→ WORK INSTRUCTION
Search the listing below for "ReceiptView". Copy each matching line.

━━━

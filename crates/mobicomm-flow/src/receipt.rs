//! Receipt Screen
//!
//! Renders the confirmation after a completed payment and resets the
//! checkout channel down to what the next visit needs: the identity and
//! a little last-recharge bookkeeping.

use chrono::Utc;

use mobicomm_core::{CheckoutState, Result, StateKey};

use crate::screen::{ProgressStep, Screen, Transition};

/// Everything the confirmation renders
#[derive(Clone, Debug)]
pub struct ReceiptView {
    pub transaction_id: String,
    pub display_date: String,
    pub method_label: String,
    pub price_label: String,
    pub plan_name: String,
    pub mobile_display: String,
    pub step: ProgressStep,
}

/// The receipt screen
pub struct ReceiptScreen;

impl ReceiptScreen {
    /// Build the confirmation view; fails closed if the transaction
    /// fields are absent so the caller can redirect
    pub fn view(state: &CheckoutState) -> Result<ReceiptView> {
        let identity = state.identity()?;
        let selection = state.selection()?;
        let transaction = state.transaction()?;

        Ok(ReceiptView {
            transaction_id: transaction.transaction_id,
            display_date: transaction.display_date,
            method_label: transaction.method_label,
            price_label: selection.price_label(),
            plan_name: selection.plan_name,
            mobile_display: identity.mobile.display(),
            step: ProgressStep::Done,
        })
    }

    /// Acknowledge the receipt: clear transient state, record the
    /// last-recharge bookkeeping, and go back to the catalog entry point
    pub fn acknowledge_and_reset(state: &CheckoutState) -> Transition {
        let last_transaction = state.read_string(StateKey::TransactionId);

        state.clear_transient();

        if let Some(id) = last_transaction {
            state.write_str(StateKey::LastTransactionId, &id);
        }
        state.write_str(StateKey::LastRechargeAt, &Utc::now().to_rfc3339());

        tracing::info!(scope = %state.scope(), "checkout reset after receipt");
        Transition::Forward(Screen::Catalog)
    }
}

━━━

→ TASK RESPONSE
pub struct ReceiptView {
    pub fn view(state: &CheckoutState) -> Result<ReceiptView> {
        Ok(ReceiptView {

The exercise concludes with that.